Input data:

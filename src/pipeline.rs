use std::fmt;
use std::fs;
use std::path::{Path, PathBuf};
use std::sync::Arc;
use std::time::{Duration, Instant};

use serde::Serialize;
use tracing::{error, info, info_span, warn};

use crate::calc::{CREST_OUTPUT_DIR, Calculator, parse_energy_file};
use crate::config::{Executables, ResolvedConfig, Timeouts};
use crate::convert::{FormatConverter, read_smiles};
use crate::datastore::{Datastore, WriteOutcome};
use crate::domain::{MoleculeRecord, StructureFormat, sanitize_identifier};
use crate::error::GrimError;
use crate::exec::{ProcessRunner, ToolStatus, check_executable};
use crate::pubchem::{Lookup, StructureRegistry};
use crate::retry::RetryPolicy;

#[derive(Debug, Clone, Copy, PartialEq, Eq, Serialize)]
pub enum Stage {
    Init,
    FetchStructure,
    ExtractCanonicalKey,
    ConvertToCoordinateFormat,
    ConformerSearch,
    ConvertBestConformerFormat,
    QuantumCalculation,
    ParseEnergy,
    Persist,
}

impl Stage {
    pub fn as_str(self) -> &'static str {
        match self {
            Stage::Init => "Init",
            Stage::FetchStructure => "FetchStructure",
            Stage::ExtractCanonicalKey => "ExtractCanonicalKey",
            Stage::ConvertToCoordinateFormat => "ConvertToCoordinateFormat",
            Stage::ConformerSearch => "ConformerSearch",
            Stage::ConvertBestConformerFormat => "ConvertBestConformerFormat",
            Stage::QuantumCalculation => "QuantumCalculation",
            Stage::ParseEnergy => "ParseEnergy",
            Stage::Persist => "Persist",
        }
    }
}

impl fmt::Display for Stage {
    fn fmt(&self, f: &mut fmt::Formatter<'_>) -> fmt::Result {
        f.write_str(self.as_str())
    }
}

#[derive(Debug, Clone)]
pub struct ProgressEvent {
    pub message: String,
    pub elapsed: Option<Duration>,
}

pub trait ProgressSink {
    fn event(&self, event: ProgressEvent);
}

/// Artifacts of one molecule's run. The directory is left on disk.
#[derive(Debug, Clone, Default, Serialize)]
pub struct WorkUnit {
    pub identifier: String,
    pub workdir: PathBuf,
    pub sdf: Option<PathBuf>,
    pub smi: Option<PathBuf>,
    pub xyz: Option<PathBuf>,
    pub crest_best: Option<PathBuf>,
    pub pdb: Option<PathBuf>,
    pub mop: Option<PathBuf>,
    pub out: Option<PathBuf>,
}

impl WorkUnit {
    pub fn new(repository: &Path, identifier: &str) -> Self {
        let workdir = repository.join(sanitize_identifier(identifier));
        Self {
            identifier: identifier.to_string(),
            workdir: std::path::absolute(&workdir).unwrap_or(workdir),
            ..Self::default()
        }
    }

    pub fn crest_dir(&self) -> PathBuf {
        self.workdir.join(CREST_OUTPUT_DIR)
    }
}

#[derive(Debug, Clone, PartialEq, Serialize)]
pub struct StageError {
    pub stage: Stage,
    pub reason: String,
}

#[derive(Debug, Clone, Serialize)]
pub struct RunReport {
    pub identifier: String,
    pub started_at: String,
    pub smiles: Option<String>,
    pub pm7_energy: Option<f64>,
    pub completed: Vec<Stage>,
    pub failure: Option<StageError>,
    pub elapsed: f64,
    pub work: WorkUnit,
}

impl RunReport {
    fn new(identifier: &str) -> Self {
        Self {
            identifier: identifier.to_string(),
            started_at: chrono::Utc::now().to_rfc3339(),
            smiles: None,
            pm7_energy: None,
            completed: Vec::new(),
            failure: None,
            elapsed: 0.0,
            work: WorkUnit::default(),
        }
    }

    pub fn success(&self) -> bool {
        self.failure.is_none() && self.completed.last() == Some(&Stage::Persist)
    }

    pub fn into_result(self) -> Result<Self, GrimError> {
        match self.failure {
            Some(failure) => Err(GrimError::StageFailure {
                stage: failure.stage,
                molecule: self.identifier,
                reason: failure.reason,
            }),
            None => Ok(self),
        }
    }
}

impl fmt::Display for RunReport {
    fn fmt(&self, f: &mut fmt::Formatter<'_>) -> fmt::Result {
        match &self.failure {
            Some(failure) => write!(
                f,
                "{} failed at {}: {}",
                self.identifier, failure.stage, failure.reason
            ),
            None => write!(f, "{} completed", self.identifier),
        }
    }
}

#[derive(Debug, Clone, PartialEq, Eq, Serialize)]
pub struct RunItem {
    pub identifier: String,
    pub overwrite: bool,
}

impl RunItem {
    pub fn new(identifier: impl Into<String>, overwrite: bool) -> Self {
        Self {
            identifier: identifier.into(),
            overwrite,
        }
    }
}

#[derive(Debug, Clone, Serialize)]
pub struct BatchSummary {
    pub total: usize,
    pub succeeded: usize,
    pub failed: usize,
    pub success_percentage: f64,
    pub results: Vec<RunReport>,
}

impl BatchSummary {
    fn from_results(results: Vec<RunReport>) -> Self {
        let total = results.len();
        let succeeded = results.iter().filter(|report| report.success()).count();
        let success_percentage = if total > 0 {
            succeeded as f64 / total as f64 * 100.0
        } else {
            0.0
        };
        Self {
            total,
            succeeded,
            failed: total - succeeded,
            success_percentage,
            results,
        }
    }

    pub fn all_succeeded(&self) -> bool {
        self.failed == 0
    }
}

#[derive(Debug, Clone, Serialize)]
pub struct ToolCheck {
    pub name: &'static str,
    pub executable: String,
    pub status: ToolStatus,
}

#[derive(Debug, Clone, Serialize)]
pub struct SetupReport {
    pub repository: PathBuf,
    pub repository_ready: bool,
    pub tools: Vec<ToolCheck>,
}

impl SetupReport {
    pub fn ready(&self) -> bool {
        self.repository_ready && self.tools.iter().all(|tool| tool.status.is_available())
    }

    pub fn missing(&self) -> Vec<&ToolCheck> {
        self.tools
            .iter()
            .filter(|tool| !tool.status.is_available())
            .collect()
    }
}

/// Sequences the stages for one molecule at a time.
pub struct Pipeline<R: StructureRegistry, C: FormatConverter> {
    registry: R,
    converter: C,
    runner: Arc<dyn ProcessRunner>,
    calculator: Calculator,
    datastore: Datastore,
    repository: PathBuf,
    executables: Executables,
    timeouts: Timeouts,
}
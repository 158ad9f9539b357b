use std::path::PathBuf;

use miette::Diagnostic;
use thiserror::Error;

use crate::pipeline::Stage;

#[derive(Debug, Error, Diagnostic)]
pub enum GrimError {
    #[error("failed to read config file at {0}")]
    ConfigRead(PathBuf),

    #[error("failed to parse JSON config: {0}")]
    ConfigParse(String),

    #[error("invalid configuration: {0}")]
    InvalidConfig(String),

    #[error("executable not found: {0}")]
    #[diagnostic(help("install it or point `executables` in grimperium.json at it"))]
    ExecutableNotFound(String),

    #[error("filesystem error: {0}")]
    Filesystem(String),

    #[error("{stage} failed for {molecule}: {reason}")]
    StageFailure {
        stage: Stage,
        molecule: String,
        reason: String,
    },

    #[error("calculation failed: {0}")]
    Calculation(String),

    #[error("datastore error: {0}")]
    Datastore(String),

    #[error("timed out after {seconds}s waiting for lock {path}")]
    LockTimeout { path: PathBuf, seconds: u64 },

    #[error("command must be a non-empty argument list")]
    EmptyCommand,

    #[error("invalid record: {0}")]
    InvalidRecord(String),

    #[error("invalid molecule identifier: {0:?}")]
    InvalidIdentifier(String),

    #[error("unsupported file format: {0}")]
    UnsupportedFormat(String),

    #[error("PubChem request failed: {0}")]
    PubchemHttp(String),

    #[error("PubChem returned status {status}: {message}")]
    PubchemStatus { status: u16, message: String },

    #[error("compound not found in PubChem: {0}")]
    CompoundNotFound(String),

    #[error("failed to read identifier list at {0}")]
    ListRead(PathBuf),

    #[error("batch validation aborted at {0}")]
    ValidationAborted(String),

    #[error("{failed} of {total} molecules failed")]
    BatchFailed { failed: usize, total: usize },
}
//! # Observability
//!
//! Diagnostics for rlog tooling: a `tracing` subscriber on stderr and an
//! optional Prometheus exporter for endpoint metrics.
//!
//! ```ignore
//! observability::init(&Diagnostics {
//!     format: LogFormat::Compact,
//!     verbosity: Verbosity::Verbose(1),
//!     metrics_port: None,
//! })?;
//!
//! let logger = rlog::create_logger(&blueprint)?;
//! observability::record_logger_metrics(&logger.metrics());
//! ```

pub mod metrics;

use anyhow::{Context, Result};
use metrics_exporter_prometheus::PrometheusBuilder;
use tracing_subscriber::{EnvFilter, Layer, fmt, layer::SubscriberExt, util::SubscriberInitExt};

pub use crate::metrics::{MetricsSummary, record_endpoint_metrics, record_logger_metrics};

/// Diagnostic output format
#[derive(Debug, Clone, Copy, Default, PartialEq, Eq)]
pub enum LogFormat {
    #[default]
    Json,
    Pretty,
    Compact,
}

/// How chatty the diagnostics are when `RUST_LOG` is unset
#[derive(Debug, Clone, Copy, Default, PartialEq, Eq)]
pub enum Verbosity {
    /// Errors only
    Quiet,
    #[default]
    Normal,
    /// One step per `-v`
    Verbose(u8),
}

impl Verbosity {
    /// Build from the usual `-q` / `-v` command-line counts
    pub fn from_flags(quiet: bool, verbose: u8) -> Self {
        match (quiet, verbose) {
            (true, _) => Self::Quiet,
            (false, 0) => Self::Normal,
            (false, n) => Self::Verbose(n),
        }
    }

    /// `EnvFilter` directive for this verbosity
    pub fn directive(self) -> &'static str {
        match self {
            Self::Quiet => "error",
            Self::Normal => "warn",
            Self::Verbose(1) => "debug",
            Self::Verbose(_) => "trace",
        }
    }
}

/// Diagnostics setup for one process
#[derive(Debug, Clone, Default)]
pub struct Diagnostics {
    pub format: LogFormat,
    pub verbosity: Verbosity,
    /// Prometheus listener port, `None` leaves the exporter off
    pub metrics_port: Option<u16>,
}

/// Install the tracing subscriber and, if asked, the Prometheus exporter
///
/// Output goes to stderr so it never interleaves with a `"std"` endpoint on
/// stdout. `RUST_LOG` overrides the verbosity.
///
/// # Errors
/// Fails if a global subscriber or recorder is already installed.
pub fn init(diagnostics: &Diagnostics) -> Result<()> {
    let filter = EnvFilter::try_from_default_env()
        .unwrap_or_else(|_| EnvFilter::new(diagnostics.verbosity.directive()));

    let layer = match diagnostics.format {
        LogFormat::Json => fmt::layer()
            .json()
            .with_writer(std::io::stderr)
            .with_thread_names(true)
            .with_line_number(true)
            .boxed(),
        LogFormat::Pretty => fmt::layer().pretty().with_writer(std::io::stderr).boxed(),
        LogFormat::Compact => fmt::layer().compact().with_writer(std::io::stderr).boxed(),
    };

    tracing_subscriber::registry()
        .with(layer)
        .with(filter)
        .try_init()
        .context("Failed to initialize tracing subscriber")?;

    if let Some(port) = diagnostics.metrics_port {
        PrometheusBuilder::new()
            .with_http_listener(([0, 0, 0, 0], port))
            .install()
            .context("Failed to install Prometheus recorder")?;
        tracing::info!(port, "Prometheus metrics endpoint listening");
    }

    tracing::debug!(format = ?diagnostics.format, verbosity = ?diagnostics.verbosity, "Diagnostics ready");
    Ok(())
}

#[cfg(test)]
mod tests {
    use super::*;

    #[test]
    fn test_verbosity_from_flags() {
        assert_eq!(Verbosity::from_flags(false, 0), Verbosity::Normal);
        assert_eq!(Verbosity::from_flags(false, 3), Verbosity::Verbose(3));
        // quiet wins over any -v
        assert_eq!(Verbosity::from_flags(true, 2), Verbosity::Quiet);
    }

    #[test]
    fn test_verbosity_directives() {
        let directives: Vec<&str> = [
            Verbosity::Quiet,
            Verbosity::Normal,
            Verbosity::Verbose(1),
            Verbosity::Verbose(9),
        ]
        .into_iter()
        .map(Verbosity::directive)
        .collect();
        assert_eq!(directives, ["error", "warn", "debug", "trace"]);
    }

    #[test]
    fn test_second_init_fails() {
        let diagnostics = Diagnostics {
            format: LogFormat::Compact,
            ..Default::default()
        };
        // The first call may race other tests in this binary; the second
        // always finds a subscriber in place.
        let _ = init(&diagnostics);
        assert!(init(&diagnostics).is_err());
    }
}
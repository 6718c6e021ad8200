//! Line rendering into a bounded buffer
//!
//! Line layout: `<tag>/<level-char>  [<YYYY-MM-DD HH:MM:SS.usec>]  <message>\n`
//!
//! `usec` is the microsecond count printed without padding, so 42µs past the
//! second renders as `HH:MM:SS.42`.

use chrono::{DateTime, TimeZone};
use std::fmt::{self, Write};

use contracts::level_char;

/// Smallest usable capacity: one content byte plus the newline
pub const MIN_BUFFER_CAPACITY: usize = 2;

const TIMESTAMP_FORMAT: &str = "%Y-%m-%d %H:%M:%S";

/// Largest microsecond value; a leap second reports more
const MAX_MICROS: u32 = 999_999;

/// Capacity-bounded line buffer
///
/// Content is capped at `capacity - 1` bytes so the terminating newline always
/// fits. Once full, further writes are discarded.
pub(crate) struct LineBuffer {
    buf: Vec<u8>,
    capacity: usize,
    truncated: bool,
}

impl LineBuffer {
    pub(crate) fn new(capacity: usize) -> Self {
        let capacity = capacity.max(MIN_BUFFER_CAPACITY);
        Self {
            buf: Vec::with_capacity(capacity),
            capacity,
            truncated: false,
        }
    }

    fn content_limit(&self) -> usize {
        self.capacity - 1
    }

    pub(crate) fn is_truncated(&self) -> bool {
        self.truncated
    }

    /// Terminate with exactly one newline and hand back the bytes
    pub(crate) fn finish(mut self) -> Vec<u8> {
        while self.buf.last() == Some(&b'\n') {
            self.buf.pop();
        }
        self.buf.push(b'\n');
        debug_assert!(self.buf.len() <= self.capacity);
        self.buf
    }
}

impl Write for LineBuffer {
    fn write_str(&mut self, s: &str) -> fmt::Result {
        let room = self.content_limit() - self.buf.len();
        if s.len() <= room {
            self.buf.extend_from_slice(s.as_bytes());
            return Ok(());
        }
        self.buf.extend_from_slice(&s.as_bytes()[..room]);
        self.truncated = true;
        // stop the formatter, nothing else fits
        Err(fmt::Error)
    }
}

/// Render one line for a raw level
///
/// Out-of-range levels render as `U`. Output never exceeds `capacity` bytes
/// (clamped to [`MIN_BUFFER_CAPACITY`]) and always ends in a single `\n`.
pub fn render<Tz>(
    capacity: usize,
    level: u8,
    tag: &str,
    timestamp: &DateTime<Tz>,
    args: fmt::Arguments<'_>,
) -> Vec<u8>
where
    Tz: TimeZone,
    Tz::Offset: fmt::Display,
{
    let mut line = LineBuffer::new(capacity);
    // An Err here only means the buffer filled up.
    let _ = write!(
        line,
        "{}/{}  [{}.{}]  ",
        tag,
        level_char(level),
        timestamp.format(TIMESTAMP_FORMAT),
        timestamp.timestamp_subsec_micros().min(MAX_MICROS)
    )
    .and_then(|()| line.write_fmt(args));

    if line.is_truncated() {
        tracing::trace!(tag, capacity, "Rendered line truncated");
    }
    line.finish()
}
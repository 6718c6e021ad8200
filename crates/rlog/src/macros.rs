//! Level-gated logging macros
//!
//! Each macro checks its level against [`STATIC_MIN_LEVEL`] in a const
//! context, so calls below the threshold compile to nothing and their
//! arguments are never evaluated.
//!
//! ```ignore
//! rlog_info!("NET", "connected to {}", addr);
//! rlog_error!(logger: &my_logger; "DB", "query failed: {err}");
//! ```

use contracts::LogLevel;

/// Lowest level the macros emit, `None` when logging is compiled out
///
/// Chosen by the `min-level-*` cargo features; the lowest selected level
/// wins, Info when none is selected.
pub const STATIC_MIN_LEVEL: Option<LogLevel> = if cfg!(feature = "min-level-verbose") {
    Some(LogLevel::Verbose)
} else if cfg!(feature = "min-level-debug") {
    Some(LogLevel::Debug)
} else if cfg!(feature = "min-level-warning") {
    Some(LogLevel::Warning)
} else if cfg!(feature = "min-level-error") {
    Some(LogLevel::Error)
} else if cfg!(feature = "min-level-off") {
    None
} else {
    Some(LogLevel::Info)
};

/// Whether the macros emit at `level`
pub const fn level_enabled(level: LogLevel) -> bool {
    match STATIC_MIN_LEVEL {
        Some(min) => level as u8 >= min as u8,
        None => false,
    }
}

#[doc(hidden)]
#[macro_export]
macro_rules! __rlog_gated {
    ($logger:expr, $level:expr, $tag:expr, $($arg:tt)+) => {{
        const ENABLED: bool = $crate::level_enabled($level);
        if ENABLED {
            $logger.print($level, $tag, ::core::format_args!($($arg)+));
        }
    }};
}

/// Log at Verbose
#[macro_export]
macro_rules! rlog_verbose {
    (logger: $logger:expr; $tag:expr, $($arg:tt)+) => {
        $crate::__rlog_gated!($logger, $crate::LogLevel::Verbose, $tag, $($arg)+)
    };
    ($tag:expr, $($arg:tt)+) => {
        $crate::__rlog_gated!($crate::global(), $crate::LogLevel::Verbose, $tag, $($arg)+)
    };
}

/// Log at Debug
#[macro_export]
macro_rules! rlog_debug {
    (logger: $logger:expr; $tag:expr, $($arg:tt)+) => {
        $crate::__rlog_gated!($logger, $crate::LogLevel::Debug, $tag, $($arg)+)
    };
    ($tag:expr, $($arg:tt)+) => {
        $crate::__rlog_gated!($crate::global(), $crate::LogLevel::Debug, $tag, $($arg)+)
    };
}

/// Log at Info
#[macro_export]
macro_rules! rlog_info {
    (logger: $logger:expr; $tag:expr, $($arg:tt)+) => {
        $crate::__rlog_gated!($logger, $crate::LogLevel::Info, $tag, $($arg)+)
    };
    ($tag:expr, $($arg:tt)+) => {
        $crate::__rlog_gated!($crate::global(), $crate::LogLevel::Info, $tag, $($arg)+)
    };
}

/// Log at Warning
#[macro_export]
macro_rules! rlog_warning {
    (logger: $logger:expr; $tag:expr, $($arg:tt)+) => {
        $crate::__rlog_gated!($logger, $crate::LogLevel::Warning, $tag, $($arg)+)
    };
    ($tag:expr, $($arg:tt)+) => {
        $crate::__rlog_gated!($crate::global(), $crate::LogLevel::Warning, $tag, $($arg)+)
    };
}

/// Log at Error
#[macro_export]
macro_rules! rlog_error {
    (logger: $logger:expr; $tag:expr, $($arg:tt)+) => {
        $crate::__rlog_gated!($logger, $crate::LogLevel::Error, $tag, $($arg)+)
    };
    ($tag:expr, $($arg:tt)+) => {
        $crate::__rlog_gated!($crate::global(), $crate::LogLevel::Error, $tag, $($arg)+)
    };
}
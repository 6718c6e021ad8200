//! # Contracts
//!
//! Frozen interface contracts shared by every crate in the workspace.
//! Business crates depend on this crate only; reverse dependencies are prohibited.
//!
//! - [`LogWriter`]: the capability every endpoint implementation satisfies
//! - [`LogLevel`]: message severity and its single-character rendering
//! - [`LoggingBlueprint`]: the config loader output
//! - [`ContractError`]: the shared error type

mod blueprint;
mod error;
mod level;
mod target;
mod writer;

pub use blueprint::*;
pub use error::*;
pub use level::*;
pub use target::SocketTarget;
pub use writer::*;
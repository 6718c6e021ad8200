//! Writer implementations
//!
//! Contains FdWriter, SocketWriter, and the FnWriter closure adapter.

mod fd;
mod func;
mod socket;

pub use self::fd::FdWriter;
pub use self::func::FnWriter;
pub use self::socket::SocketWriter;

use contracts::{BuiltinWriter, LogWriter};

/// Instantiate a built-in writer
pub fn create_builtin(kind: BuiltinWriter) -> Box<dyn LogWriter> {
    match kind {
        BuiltinWriter::Fd => Box::new(FdWriter::new()),
        BuiltinWriter::Socket => Box::new(SocketWriter::new()),
    }
}
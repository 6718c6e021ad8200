//! Endpoint registry - name uniqueness and the enable/disable lifecycle
//!
//! Two locks:
//! - the control lock guards the name → endpoint map; `add`, `remove` and
//!   enable/disable hold it, including across `init` and `destroy`, so two
//!   transitions of one endpoint never overlap
//! - the fan-out lock guards the enabled subset; `fan_out` holds the read
//!   side across its write loop, transitions take the write side only to
//!   insert or remove one entry
//!
//! `init` and `destroy` never run under the fan-out lock.
//!
//! A writer may call back into the registry from `write` only through
//! `fan_out`, `is_enabled` and `enabled_names`; these take the fan-out lock
//! recursively. Anything touching the control lock from inside `write` can
//! deadlock against a pending transition.

use contracts::{InitArg, LogWriter, Ownership};
use parking_lot::{Mutex, RwLock};
use std::collections::{BTreeMap, HashMap};
use std::sync::Arc;
use tracing::{debug, instrument, trace, warn};

use crate::error::{Result, RlogError};
use crate::metrics::{EndpointMetrics, MetricsSnapshot};

/// Registered endpoint record
struct Endpoint {
    writer: Arc<dyn LogWriter>,
    ownership: Ownership,
    metrics: Arc<EndpointMetrics>,
    /// Argument of the current enable, `None` while disabled
    init_arg: Option<InitArg>,
    enabled: bool,
}

/// Fan-out entry, keyed by endpoint name in the enabled subset
#[derive(Clone)]
struct ActiveWriter {
    writer: Arc<dyn LogWriter>,
    metrics: Arc<EndpointMetrics>,
}

/// Read-only view of one endpoint
#[derive(Debug, Clone)]
pub struct EndpointInfo {
    pub name: String,
    pub enabled: bool,
    pub ownership: Ownership,
    pub init_arg: Option<InitArg>,
    pub metrics: MetricsSnapshot,
}

/// Endpoint registry
///
/// Invariant: the enabled subset holds exactly the endpoints whose
/// `enabled` flag is set.
#[derive(Default)]
pub struct Registry {
    endpoints: Mutex<HashMap<String, Endpoint>>,
    active: RwLock<BTreeMap<String, ActiveWriter>>,
}

impl Registry {
    pub fn new() -> Self {
        Self::default()
    }

    /// Register a disabled endpoint
    ///
    /// # Errors
    /// - `InvalidArgument` for an empty name
    /// - `DuplicateName` if the name is taken; the existing endpoint is untouched
    #[instrument(name = "registry_add", skip(self, writer))]
    pub fn add(&self, name: &str, writer: Arc<dyn LogWriter>, ownership: Ownership) -> Result<()> {
        if name.is_empty() {
            return Err(RlogError::InvalidArgument("endpoint name is empty".into()));
        }

        let mut endpoints = self.endpoints.lock();
        if endpoints.contains_key(name) {
            return Err(RlogError::DuplicateName(name.to_string()));
        }
        endpoints.insert(
            name.to_string(),
            Endpoint {
                writer,
                ownership,
                metrics: Arc::new(EndpointMetrics::new()),
                init_arg: None,
                enabled: false,
            },
        );

        debug!(endpoint = name, ?ownership, "Endpoint registered");
        Ok(())
    }

    /// Disable (running `destroy` if enabled) and erase an endpoint
    ///
    /// Unknown names are ignored.
    #[instrument(name = "registry_remove", skip(self))]
    pub fn remove(&self, name: &str) {
        let mut endpoints = self.endpoints.lock();
        let Some(mut endpoint) = endpoints.remove(name) else {
            return;
        };
        self.deactivate(name, &mut endpoint);

        match endpoint.ownership {
            Ownership::Owned => debug!(endpoint = name, "Endpoint removed, writer released"),
            Ownership::Shared => debug!(endpoint = name, "Endpoint removed"),
        }
        // Dropping the record releases the registry's reference; for an owned
        // writer that is the last one.
        drop(endpoint);
    }

    /// Enable or disable an endpoint
    ///
    /// Enabling runs `init(arg)` and, on success, publishes the writer to the
    /// fan-out set. Disabling an already disabled endpoint is a no-op.
    ///
    /// # Errors
    /// - `InvalidArgument` for an empty name
    /// - `NotFound` for an unknown name
    /// - `AlreadyEnabled` when enabling twice
    /// - `WriterInitFailed` when `init` fails; the endpoint stays disabled
    pub fn set_enabled(&self, name: &str, arg: InitArg, enable: bool) -> Result<()> {
        if enable {
            self.enable(name, arg)
        } else {
            self.disable(name)
        }
    }

    #[instrument(name = "registry_enable", skip(self))]
    pub fn enable(&self, name: &str, arg: InitArg) -> Result<()> {
        if name.is_empty() {
            return Err(RlogError::InvalidArgument("endpoint name is empty".into()));
        }

        let mut endpoints = self.endpoints.lock();
        let endpoint = endpoints
            .get_mut(name)
            .ok_or_else(|| RlogError::NotFound(name.to_string()))?;
        if endpoint.enabled {
            return Err(RlogError::AlreadyEnabled(name.to_string()));
        }

        if let Err(e) = endpoint.writer.init(&arg) {
            warn!(endpoint = name, error = %e, "Writer init failed");
            return Err(RlogError::writer_init_failed(name, e));
        }

        {
            let mut active = self.active.write();
            endpoint.enabled = true;
            endpoint.init_arg = Some(arg);
            active.insert(
                name.to_string(),
                ActiveWriter {
                    writer: Arc::clone(&endpoint.writer),
                    metrics: Arc::clone(&endpoint.metrics),
                },
            );
        }

        debug!(endpoint = name, "Endpoint enabled");
        Ok(())
    }

    #[instrument(name = "registry_disable", skip(self))]
    pub fn disable(&self, name: &str) -> Result<()> {
        if name.is_empty() {
            return Err(RlogError::InvalidArgument("endpoint name is empty".into()));
        }

        let mut endpoints = self.endpoints.lock();
        let endpoint = endpoints
            .get_mut(name)
            .ok_or_else(|| RlogError::NotFound(name.to_string()))?;
        self.deactivate(name, endpoint);
        Ok(())
    }

    /// Pull an enabled endpoint out of the fan-out set, then `destroy` it
    ///
    /// Caller holds the control lock.
    fn deactivate(&self, name: &str, endpoint: &mut Endpoint) {
        if !endpoint.enabled {
            return;
        }
        {
            let mut active = self.active.write();
            active.remove(name);
            endpoint.enabled = false;
            endpoint.init_arg = None;
        }
        // Fan-out lock released: no write of this writer is in flight.
        endpoint.writer.destroy();
        debug!(endpoint = name, "Endpoint disabled");
    }

    /// Write `data` to every enabled endpoint
    ///
    /// Failures are counted and skipped, never surfaced. Returns how many
    /// endpoints accepted the write.
    pub fn fan_out(&self, data: &[u8]) -> usize {
        // Recursive read: a writer that logs from inside `write` must not
        // deadlock behind a queued enable/disable.
        let active = self.active.read_recursive();
        let mut delivered = 0;
        for (name, entry) in active.iter() {
            match entry.writer.write(data) {
                Ok(()) => {
                    entry.metrics.record_write(data.len());
                    delivered += 1;
                }
                Err(e) => {
                    entry.metrics.inc_failure_count();
                    trace!(endpoint = %name, error = %e, "Write failed");
                }
            }
        }
        delivered
    }

    /// Disable and erase every endpoint
    pub fn clear(&self) {
        let mut endpoints = self.endpoints.lock();
        let drained: Vec<(String, Endpoint)> = endpoints.drain().collect();
        for (name, mut endpoint) in drained {
            self.deactivate(&name, &mut endpoint);
        }
        debug!("Registry cleared");
    }

    pub fn contains(&self, name: &str) -> bool {
        self.endpoints.lock().contains_key(name)
    }

    pub fn is_enabled(&self, name: &str) -> bool {
        self.active.read_recursive().contains_key(name)
    }

    pub fn len(&self) -> usize {
        self.endpoints.lock().len()
    }

    pub fn is_empty(&self) -> bool {
        self.len() == 0
    }

    /// Names currently in the fan-out set, sorted
    pub fn enabled_names(&self) -> Vec<String> {
        self.active.read_recursive().keys().cloned().collect()
    }

    /// Snapshot of every endpoint, sorted by name
    pub fn endpoints(&self) -> Vec<EndpointInfo> {
        let endpoints = self.endpoints.lock();
        let mut infos: Vec<EndpointInfo> = endpoints
            .iter()
            .map(|(name, ep)| EndpointInfo {
                name: name.clone(),
                enabled: ep.enabled,
                ownership: ep.ownership,
                init_arg: ep.init_arg.clone(),
                metrics: ep.metrics.snapshot(),
            })
            .collect();
        infos.sort_by(|a, b| a.name.cmp(&b.name));
        infos
    }

    /// Metrics for every endpoint, sorted by name
    pub fn metrics(&self) -> Vec<(String, MetricsSnapshot)> {
        self.endpoints()
            .into_iter()
            .map(|info| (info.name, info.metrics))
            .collect()
    }
}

Activity: Show each line of the listing that holds the string "ActiveWriter".

Output of the exercise:
struct ActiveWriter {
    active: RwLock<BTreeMap<String, ActiveWriter>>,
                ActiveWriter {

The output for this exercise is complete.